Study Finds Social Determinants Impact Outcomes of Minorities with COVID-19

People from racial and ethnic minority groups had higher risks of COVID-19 infections, but outcomes varied based on access to primary care physicians and insurance.

Members of racial and ethnic minority groups had higher risks of COVID-19 infection and disease severity, according to a recent study published in JAMA Network Open. They found that people who are African American, Asian American, and Hispanic were significantly more likely to test positive for COVID-19 than White individuals.

“Our results are consistent with previous findings that suggest that racial and ethnic minority groups face a higher risk of ICU admission and COVID-19 positivity but a lower risk of mortality than White populations. However, current meta-analyses do not provide associations with socioeconomic variables, which are highly implicated in COVID-19 outcomes,” wrote investigators, who were led by Shruti Magesh and Daniel John, both with the department of surgery at the University of California, San Diego.

In this study, investigators examined the associations of race and ethnicity with COVID-19 positivity rates, mortality, hospitalization, and ICU admissions in the United States. Then they associated these outcomes with various social determinants through adjusted and unadjusted relative risk ratio (RR) and odds ratio (OR) calculations.

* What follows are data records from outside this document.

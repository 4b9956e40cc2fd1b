//! Row types.

use crate::error::StoreError;
use agora_core::{GroupId, ImageId, PostId, UserId};
use chrono::{DateTime, Utc};
use serde::{Deserialize, Serialize};
use sqlx::types::Json;
use sqlx::FromRow;
use std::collections::BTreeMap;
use std::str::FromStr;

/// Notification primary key.
pub type NotificationId = i64;

/// Who may see a post.
#[derive(Debug, Clone, Copy, PartialEq, Eq, Hash, Serialize, Deserialize)]
#[serde(rename_all = "snake_case")]
pub enum AudienceTag {
    /// Everyone.
    Public,
    /// Followers of the creator.
    Followers,
    /// Users listed in the post's audience rows.
    Selected,
    /// Members of the post's group.
    Group,
}

impl AudienceTag {
    /// Returns the snake_case tag.
    #[must_use]
    pub const fn as_str(self) -> &'static str {
        match self {
            Self::Public => "public",
            Self::Followers => "followers",
            Self::Selected => "selected",
            Self::Group => "group",
        }
    }
}

impl FromStr for AudienceTag {
    type Err = String;

    fn from_str(s: &str) -> Result<Self, Self::Err> {
        match s {
            "public" => Ok(Self::Public),
            "followers" => Ok(Self::Followers),
            "selected" => Ok(Self::Selected),
            "group" => Ok(Self::Group),
            other => Err(format!("unknown audience tag: {other}")),
        }
    }
}

/// A stored post.
#[derive(Debug, Clone, PartialEq, Eq, Serialize, Deserialize)]
pub struct Post {
    /// Primary key.
    pub id: PostId,
    /// Author.
    pub creator_id: UserId,
    /// Owning group, zero when the post is not in a group.
    pub group_id: GroupId,
    /// Visibility policy.
    pub audience: AudienceTag,
    /// Post text.
    pub body: String,
    /// Attached image, if any.
    pub image_id: Option<ImageId>,
    /// Creation time.
    pub created_at: DateTime<Utc>,
}

/// Values for inserting a post.
#[derive(Debug, Clone, PartialEq, Eq)]
pub struct NewPost {
    /// Explicit key; allocated by the database when `None`.
    pub id: Option<PostId>,
    /// Author.
    pub creator_id: UserId,
    /// Owning group, zero when none.
    pub group_id: GroupId,
    /// Visibility policy.
    pub audience: AudienceTag,
    /// Post text.
    pub body: String,
    /// Attached image.
    pub image_id: Option<ImageId>,
    /// Creation time.
    pub created_at: DateTime<Utc>,
}

/// A stored notification.
#[derive(Debug, Clone, PartialEq, Eq, Serialize, Deserialize)]
pub struct Notification {
    /// Primary key.
    pub id: NotificationId,
    /// Recipient user.
    pub recipient: UserId,
    /// Notification type tag.
    pub kind: String,
    /// Service that produced the source event.
    pub source_service: String,
    /// Entity the notification is about.
    pub source_entity: i64,
    /// Whether the recipient has seen it.
    pub seen: bool,
    /// Whether the recipient must act on it.
    pub needs_action: bool,
    /// Whether the recipient has acted on it.
    pub acted: bool,
    /// Opaque payload.
    pub payload: BTreeMap<String, String>,
    /// Creation time.
    pub created_at: DateTime<Utc>,
    /// Last modification time (bumped by folds).
    pub updated_at: DateTime<Utc>,
    /// Expiry time. Always after `created_at`.
    pub expires_at: DateTime<Utc>,
    /// Number of folded events, for aggregatable notifications.
    pub aggregated_count: Option<u32>,
    /// Distinct actors in arrival order, for aggregatable notifications.
    pub aggregated_ids: Vec<UserId>,
}

impl Notification {
    /// Actors folded in after the one that created the row.
    ///
    /// For aggregated rows `aggregated_count == 1 + folded_actor_ids().len()`.
    #[must_use]
    pub fn folded_actor_ids(&self) -> &[UserId] {
        self.aggregated_ids.get(1..).unwrap_or_default()
    }

    /// Returns `true` once the row is past its expiry.
    #[must_use]
    pub fn is_expired(&self, now: DateTime<Utc>) -> bool {
        self.expires_at <= now
    }
}

/// Values for inserting a notification.
#[derive(Debug, Clone, PartialEq, Eq)]
pub struct NewNotification {
    /// Recipient user.
    pub recipient: UserId,
    /// Notification type tag.
    pub kind: String,
    /// Service that produced the source event.
    pub source_service: String,
    /// Entity the notification is about.
    pub source_entity: i64,
    /// Whether the recipient must act on it.
    pub needs_action: bool,
    /// Opaque payload.
    pub payload: BTreeMap<String, String>,
    /// Creation time.
    pub created_at: DateTime<Utc>,
    /// Expiry time.
    pub expires_at: DateTime<Utc>,
    /// First actor, for aggregatable notifications.
    pub aggregated_actor: Option<UserId>,
}

/// Stored form of a timestamp: Unix nanoseconds.
///
/// Clamps outside the representable range (years before 1677 or after 2262).
pub(crate) fn to_nanos(at: DateTime<Utc>) -> i64 {
    at.timestamp_nanos_opt().unwrap_or(if at.timestamp() < 0 { i64::MIN } else { i64::MAX })
}

pub(crate) fn from_nanos(nanos: i64) -> DateTime<Utc> {
    DateTime::from_timestamp_nanos(nanos)
}

#[derive(Debug, FromRow)]
pub(crate) struct PostRow {
    id: i64,
    creator_id: i64,
    group_id: i64,
    audience: String,
    body: String,
    image_id: Option<i64>,
    created_at: i64,
}

impl TryFrom<PostRow> for Post {
    type Error = StoreError;

    fn try_from(row: PostRow) -> Result<Self, StoreError> {
        Ok(Self {
            id: row.id,
            creator_id: row.creator_id,
            group_id: row.group_id,
            audience: row.audience.parse().map_err(StoreError::Decode)?,
            body: row.body,
            image_id: row.image_id,
            created_at: from_nanos(row.created_at),
        })
    }
}

#[derive(Debug, FromRow)]
pub(crate) struct NotificationRow {
    id: i64,
    recipient: i64,
    kind: String,
    source_service: String,
    source_entity: i64,
    seen: bool,
    needs_action: bool,
    acted: bool,
    payload: Json<BTreeMap<String, String>>,
    created_at: i64,
    updated_at: i64,
    expires_at: i64,
    aggregated_count: Option<i64>,
    aggregated_ids: Json<Vec<UserId>>,
}

impl TryFrom<NotificationRow> for Notification {
    type Error = StoreError;

    fn try_from(row: NotificationRow) -> Result<Self, StoreError> {
        let aggregated_count = row
            .aggregated_count
            .map(u32::try_from)
            .transpose()
            .map_err(|_| StoreError::Decode(format!("notification {} has a negative count", row.id)))?;
        Ok(Self {
            id: row.id,
            recipient: row.recipient,
            kind: row.kind,
            source_service: row.source_service,
            source_entity: row.source_entity,
            seen: row.seen,
            needs_action: row.needs_action,
            acted: row.acted,
            payload: row.payload.0,
            created_at: from_nanos(row.created_at),
            updated_at: from_nanos(row.updated_at),
            expires_at: from_nanos(row.expires_at),
            aggregated_count,
            aggregated_ids: row.aggregated_ids.0,
        })
    }
}

#[cfg(test)]
mod tests {
    use super::*;

    #[test]
    fn audience_tag_parses() {
        for tag in [
            AudienceTag::Public,
            AudienceTag::Followers,
            AudienceTag::Selected,
            AudienceTag::Group,
        ] {
            assert_eq!(tag.as_str().parse::<AudienceTag>().unwrap(), tag);
        }
        assert!("friends".parse::<AudienceTag>().is_err());
    }

    #[test]
    fn timestamps_keep_nanoseconds() {
        let at = DateTime::from_timestamp(1_700_000_000, 123_456_789).unwrap();
        assert_eq!(from_nanos(to_nanos(at)), at);
        assert_eq!(to_nanos(DateTime::<Utc>::MAX_UTC), i64::MAX);
    }
}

Investigators searched databases for studies published between Jan. 1, 2020, and Jan. 6, 2021. They found 68 studies where they could examine the association of clinical care quality with COVID-19 positivity, mortality, ICU admission, and hospitalization. They assessed preventable hospital stays, ratio of the population to primary care physicians, and percentage of uninsured individuals, as well as disease severity through ICU admission and hospitalization rates among various racial and ethnic groups.

Although people from racial and ethnic minority groups had higher risks of COVID-19, the outcomes varied among patient populations. For example, investigators found that increased deprivation was associated with increased mortality, especially among Asian Americans, but the opposite was true for Hispanics. Investigators said this inconsistency suggests that further research is needed of COVID-19 infections among Hispanics.

Additionally, an increase in county median income was associated with increased mortality rates in Asian Americans. Investigators speculated that a large number of Asian Americans work in healthcare settings where their exposure to the COVID-19 was higher.

Investigators also found that lack of insurance among African Americans and a lack of access to primary care among Hispanics were associated with higher COVID-19 infections.

Investigators pointed out the studies they assessed had incomplete or missing data on mortality, positivity, ICU admission, and hospitalization rates. There was also limited data on racial and ethnic groups and a lack of information on comorbidities in some studies.